Exercise brief:
Exactly as written, copy the lines that run from the start of the data below to the line containing "Princípios de Engenharia", both ends included.

Records provided:
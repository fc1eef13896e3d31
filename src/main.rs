//! # Sparkify ETL
//!
//! ## Visão Geral
//! Carrega os datasets de metadados de músicas e de logs de atividade (JSON
//! Lines) num modelo estrela em SQLite: dimensões `songs`, `artists`, `time`,
//! `users` e a fato `songplays`.
//!
//! ## Princípios de Engenharia
//! - **Fail-Fast**: O primeiro erro encerra a execução com status não zero.
//! - **Commit por arquivo**: Arquivos já processados permanecem; o que falhou é desfeito.
//! - **Idempotência nas dimensões**: Reexecutar não duplica dimensões, só reproduções.

mod discovery;
mod errors;
mod impl_errors;
mod loader;
mod models;
mod pipeline;
mod processor;
mod records;
mod schema;

use std::path::{Path, PathBuf};
use std::time::Instant;

use clap::{Parser, Subcommand};
use rusqlite::Connection;
use tracing::info;
use tracing::level_filters::LevelFilter;
use tracing_subscriber::{EnvFilter, layer::SubscriberExt, util::SubscriberInitExt};

use crate::errors::EtlError;
use crate::models::Config;
use crate::processor::{FileProcessor, process_log_file, process_song_file};

#[derive(Parser, Debug)]
#[command(version, about = "Carga dos datasets Sparkify num modelo estrela SQLite")]
struct CliArgs {
    /// Arquivo TOML de configuração (padrão: sparkify.toml, se existir)
    #[arg(long, global = true)]
    config: Option<PathBuf>,

    /// Banco SQLite de destino, sobrepõe `database.path`
    #[arg(long, global = true)]
    database: Option<PathBuf>,

    /// Desliga a barra de progresso no stderr
    #[arg(long, global = true)]
    no_progress: bool,

    #[command(subcommand)]
    command: Option<Command>,
}

#[derive(Subcommand, Debug)]
enum Command {
    /// Remove e recria as cinco tabelas
    CreateTables,
    /// Carrega o dataset de músicas (songs, artists)
    Songs { path: Option<PathBuf> },
    /// Carrega o dataset de logs (time, users, songplays)
    Logs { path: Option<PathBuf> },
    /// Músicas e depois logs (padrão)
    Run,
}

fn init_tracing() {
    // Logs no stderr: o stdout fica só com as linhas de progresso.
    let _ = tracing_subscriber::registry()
        .with(tracing_subscriber::fmt::layer().with_writer(std::io::stderr))
        .with(
            EnvFilter::builder()
                .with_default_directive(LevelFilter::INFO.into())
                .with_env_var("LOG_LEVEL")
                .from_env_lossy(),
        )
        .try_init();
}

fn load_dataset(
    conn: &mut Connection,
    config: &Config,
    name: &str,
    root: &Path,
    func: FileProcessor,
) -> Result<(), EtlError> {
    info!("Dataset {}: {}", name, root.display());
    let summary = pipeline::process_data(
        conn,
        root,
        &config.data.extension,
        func,
        config.pipeline.progress_bar,
        &mut std::io::stdout(),
    )?;
    summary.log(name);
    Ok(())
}

fn main() -> Result<(), Box<dyn std::error::Error>> {
    let global_timer = Instant::now();
    let cli_args = CliArgs::parse();
    init_tracing();

    let mut config = Config::resolve(cli_args.config.as_deref())?;
    if let Some(database) = cli_args.database {
        config.database.path = database;
    }
    if cli_args.no_progress {
        config.pipeline.progress_bar = false;
    }

    // Conexão única para toda a execução; fechada no drop em qualquer saída.
    let mut conn = Connection::open(&config.database.path).map_err(EtlError::from)?;
    info!("Banco: {}", config.database.path.display());

    match cli_args.command.unwrap_or(Command::Run) {
        Command::CreateTables => schema::reset_schema(&mut conn)?,
        Command::Songs { path } => {
            schema::ensure_ready(&conn)?;
            let root = path.unwrap_or_else(|| config.data.song_data.clone());
            load_dataset(&mut conn, &config, "songs", &root, process_song_file)?;
        }
        Command::Logs { path } => {
            schema::ensure_ready(&conn)?;
            let root = path.unwrap_or_else(|| config.data.log_data.clone());
            load_dataset(&mut conn, &config, "logs", &root, process_log_file)?;
        }
        Command::Run => {
            schema::ensure_ready(&conn)?;
            // Músicas primeiro: a busca de ids das reproduções depende delas.
            load_dataset(&mut conn, &config, "songs", &config.data.song_data, process_song_file)?;
            load_dataset(&mut conn, &config, "logs", &config.data.log_data, process_log_file)?;
        }
    }

    info!("Tempo de execução: {:.2?}", global_timer.elapsed());
    Ok(())
}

Your solution:
repository fc1eef13896e3d31
filename src/main.rs
//! # Sparkify ETL
//!
//! ## Visão Geral
//! Carrega os datasets de metadados de músicas e de logs de atividade (JSON
//! Lines) num modelo estrela em SQLite: dimensões `songs`, `artists`, `time`,
//! `users` e a fato `songplays`.
//!
//! ## Princípios de Engenharia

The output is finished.